◆ Assignment:
Scan the entries below for the word "Message". Copy out every line in which it occurs.

-=-=-

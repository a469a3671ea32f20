// SPDX-License-Identifier: LGPL-3.0-only
//
// This file is provided WITHOUT ANY WARRANTY;
// without even the implied warranty of MERCHANTABILITY
// or FITNESS FOR A PARTICULAR PURPOSE.

use actix::prelude::*;
use ciphersum_coordinator::{CoordinatorError, DecryptionCallback, OracleRequest};
use ciphersum_events::DecryptionCompleted;
use ciphersum_utils::ArcBytes;
use std::collections::BTreeMap;

#[derive(Clone, Debug, PartialEq, Eq)]
pub struct RecordedRequest {
    pub request_id: u64,
    pub batch_id: u64,
    pub ciphertexts: Vec<ArcBytes>,
}

/// Records every request and leaves answering to the test
#[derive(Default)]
pub struct MockOracle {
    requests: Vec<RecordedRequest>,
    callbacks: BTreeMap<u64, Recipient<DecryptionCallback>>,
}

impl Actor for MockOracle {
    type Context = Context<Self>;
}

impl Handler<OracleRequest> for MockOracle {
    type Result = ();
    fn handle(&mut self, msg: OracleRequest, _: &mut Self::Context) {
        self.requests.push(RecordedRequest {
            request_id: msg.request_id,
            batch_id: msg.batch_id,
            ciphertexts: msg.ciphertexts,
        });
        self.callbacks.insert(msg.request_id, msg.callback);
    }
}

#[derive(Message)]
#[rtype(result = "Vec<RecordedRequest>")]
pub struct GetRequests;

impl Handler<GetRequests> for MockOracle {
    type Result = Vec<RecordedRequest>;
    fn handle(&mut self, _: GetRequests, _: &mut Self::Context) -> Self::Result {
        self.requests.clone()
    }
}

/// Deliver a callback through the recipient captured with the request
#[derive(Message, Clone, Debug)]
#[rtype(result = "Result<DecryptionCompleted, CoordinatorError>")]
pub struct Fulfil {
    pub request_id: u64,
    pub cleartext: ArcBytes,
    pub proof: ArcBytes,
}

impl Fulfil {
    /// Answer with `sum` encoded as 8 little endian bytes
    pub fn sum(request_id: u64, sum: u64, proof: Vec<u8>) -> Self {
        Self {
            request_id,
            cleartext: sum.to_le_bytes().to_vec().into(),
            proof: proof.into(),
        }
    }
}

impl Handler<Fulfil> for MockOracle {
    type Result = ResponseFuture<Result<DecryptionCompleted, CoordinatorError>>;
    fn handle(&mut self, msg: Fulfil, _: &mut Self::Context) -> Self::Result {
        let callback = self.callbacks.get(&msg.request_id).cloned();
        Box::pin(async move {
            let Some(callback) = callback else {
                return Err(CoordinatorError::InvalidBatchState(format!(
                    "oracle never saw request {}",
                    msg.request_id
                )));
            };
            callback
                .send(DecryptionCallback {
                    request_id: msg.request_id,
                    cleartext: msg.cleartext,
                    proof: msg.proof,
                })
                .await
                .map_err(CoordinatorError::internal)?
        })
    }
}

-=-=-

◆ Answer to the exercise:
#[derive(Message)]
#[derive(Message, Clone, Debug)]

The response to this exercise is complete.